1) According to the Arab philosopher Ibn Khaldun, empires only form when a tribe, nation, or religious sect attains a high degree of asabiya, – the ability of a group’s members to cooperate with each other, to maintain their identity and discipline in the face of adversity, and to impose their beliefs, values, and control over other groups. Other similar expressions are social cohesion or “social capital”. As Ibn Khaldun wrote, “royal authority and dynastic power are attained only through a group and asabiya. This is because aggressive and defensive strength is obtained only through… mutual affection and willingness to fight and die for each other”. (To put this in context, this is similar to Lev Gumilev’s theories of “passionarity” / пассионарность (willingness to sacrifice oneself for one’s values) or my own ideas on the sobornost’-poshlost’ / rationalism-mysticism belief matrix, in which a state of sobornost’, of course, refers to a high level of asabiya).
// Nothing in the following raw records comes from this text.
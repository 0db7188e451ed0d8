//! Header dependency discovery.
//!
//! Each compilable object gets one preprocessor run in dependency-emitting
//! mode (`-M -MG`); the make-rule output is parsed, system headers are
//! filtered against the probed search path, and what remains becomes
//! dependency edges. Results from the previous run are reused when the
//! source fingerprint and the options are unchanged.

use crate::options::Processor;
use crate::project::{effective_group, Globals};
use crate::store::{Mtime, Store};
use crate::target::{Graph, Lang, TargetId, TargetKind};
use crate::toolchain::Toolchain;
use anyhow::Result;
use rayon::prelude::*;
use std::path::{Path, PathBuf};
use std::process::Command;

/// What discovery did across the whole graph.
#[derive(Debug, Default)]
pub struct DiscoveryOutcome {
    pub ran: usize,
    pub reused: usize,
    /// Per-object failures; each blocks that object and its consumers.
    pub failures: Vec<(TargetId, String)>,
}

/// Fold backslash-continuations and pull the path list out of a
/// make-rule dependency line (`out.o: src.c a.h b.h`).
pub fn parse_make_deps(output: &str) -> Option<Vec<PathBuf>> {
    let flat = output.replace("\\\r\n", " ").replace("\\\n", " ");
    let (_, deps) = flat.split_once(':')?;
    Some(deps.split_whitespace().map(PathBuf::from).collect())
}

enum Job {
    Run {
        id: TargetId,
        argv: Vec<String>,
        source: PathBuf,
    },
    Reuse {
        id: TargetId,
        headers: Vec<PathBuf>,
    },
}

/// Run discovery for every compilable object in the graph, reusing
/// cached results where the source and options are unchanged.
pub fn discover_all(
    globals: &Globals,
    graph: &mut Graph,
    toolchain: &Toolchain,
    store: &Store,
) -> Result<DiscoveryOutcome> {
    let mut jobs = Vec::new();
    for target in graph.iter() {
        let TargetKind::Object { source, lang } = target.kind else {
            continue;
        };
        let src_path = graph.get(source).path.clone();
        if !preprocessable(lang, &src_path) {
            continue;
        }
        // A source that is itself generated may not exist yet; its
        // headers are unknowable until the generator has run.
        if !src_path.exists() {
            continue;
        }
        if let Some(headers) = reusable_headers(globals, graph, store, toolchain, target.id, &src_path) {
            jobs.push(Job::Reuse {
                id: target.id,
                headers,
            });
            continue;
        }
        let group = effective_group(globals, graph, target.id);
        let driver = toolchain.driver(lang == Lang::Cxx);
        let mut argv = vec![
            driver.to_string_lossy().into_owned(),
            "-M".to_string(),
            "-MG".to_string(),
        ];
        argv.extend(group.get(Processor::Cpp).argv());
        argv.push(src_path.to_string_lossy().into_owned());
        jobs.push(Job::Run {
            id: target.id,
            argv,
            source: src_path,
        });
    }

    let mut outcome = DiscoveryOutcome::default();
    let mut discovered: Vec<(TargetId, Vec<PathBuf>)> = Vec::new();

    let results: Vec<(TargetId, Result<Vec<PathBuf>, String>)> = jobs
        .par_iter()
        .filter_map(|job| match job {
            Job::Reuse { .. } => None,
            Job::Run { id, argv, source } => {
                Some((*id, run_preprocessor(argv, source)))
            }
        })
        .collect();

    for job in &jobs {
        if let Job::Reuse { id, headers } = job {
            outcome.reused += 1;
            discovered.push((*id, headers.clone()));
        }
    }
    for (id, result) in results {
        match result {
            Ok(paths) => {
                outcome.ran += 1;
                discovered.push((id, paths));
            }
            Err(msg) => outcome.failures.push((id, msg)),
        }
    }

    for (id, paths) in discovered {
        apply_headers(globals, graph, toolchain, id, &paths);
    }
    Ok(outcome)
}

fn preprocessable(lang: Lang, src: &Path) -> bool {
    match lang {
        Lang::C | Lang::Cxx => true,
        // Only uppercase .S assembler sources see the preprocessor.
        Lang::Asm => src.extension().is_some_and(|e| e == "S"),
    }
}

/// Cached header list for an object whose source fingerprint, options
/// and tool are unchanged since the recorded build.
fn reusable_headers(
    globals: &Globals,
    graph: &Graph,
    store: &Store,
    toolchain: &Toolchain,
    id: TargetId,
    src_path: &Path,
) -> Option<Vec<PathBuf>> {
    let target = graph.get(id);
    let record = store.get(&target.path)?;
    if record.no_header_deps {
        return None;
    }
    let recorded_src = record.deps.first()?;
    if recorded_src.path != src_path {
        return None;
    }
    if Mtime::of(src_path)? != recorded_src.mtime {
        return None;
    }
    if record.opts != *effective_group(globals, graph, id) {
        return None;
    }
    let TargetKind::Object { lang, .. } = target.kind else {
        return None;
    };
    if record.tool != *toolchain.driver(lang == Lang::Cxx) {
        return None;
    }
    Some(record.deps[1..].iter().map(|d| d.path.clone()).collect())
}

fn run_preprocessor(argv: &[String], source: &Path) -> Result<Vec<PathBuf>, String> {
    let output = Command::new(&argv[0])
        .args(&argv[1..])
        .output()
        .map_err(|e| format!("failed to spawn '{}': {e}", argv[0]))?;
    if !output.status.success() {
        return Err(format!(
            "preprocessor failed on '{}':\n{}",
            source.display(),
            String::from_utf8_lossy(&output.stderr)
        ));
    }
    let stdout = String::from_utf8_lossy(&output.stdout);
    let deps = parse_make_deps(&stdout).ok_or_else(|| {
        format!(
            "unparseable dependency output for '{}'",
            source.display()
        )
    })?;
    Ok(deps)
}

/// Turn discovered paths into graph edges: user headers become source
/// nodes, generated headers become edges to their generator.
fn apply_headers(
    globals: &Globals,
    graph: &mut Graph,
    toolchain: &Toolchain,
    object: TargetId,
    paths: &[PathBuf],
) {
    let source = match graph.get(object).kind {
        TargetKind::Object { source, .. } => source,
        _ => return,
    };
    let src_path = graph.get(source).path.clone();
    for path in paths {
        if *path == src_path || toolchain.is_system_header(path) {
            continue;
        }
        // -MG emits not-yet-generated headers as bare names; resolve
        // them through the generated-file index under the output root.
        let resolved = if path.is_relative() {
            globals.out_root.join(path)
        } else {
            path.clone()
        };
        if let Some(generator) = graph.generator_of(&resolved) {
            graph.add_header_dep(object, generator);
        } else if path.is_absolute() || path.exists() {
            // Normalize so records compare stably regardless of the
            // working directory the preprocessor printed them from.
            let header = path.canonicalize().unwrap_or_else(|_| path.clone());
            let header = graph.add_source(header);
            graph.add_header_dep(object, header);
        }
    }
}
This is not surprising – military cooperation and morale is an important factor in military success. See the stunning successes of the early Islamic armies spreading the revelations of Mohammed, or of Nazi Germany. Later in the book, Turchin references the work of Trevor Dupuy, who showed that the Germans had a “combat efficiency” of 1.45, compared to the British 1.0 and American 1.1, in the battles on the western front of 1944 – in other words, excluding equipment and terrain, each Germany soldier was militarily “worth” 20% more than an Anglo-Saxon one.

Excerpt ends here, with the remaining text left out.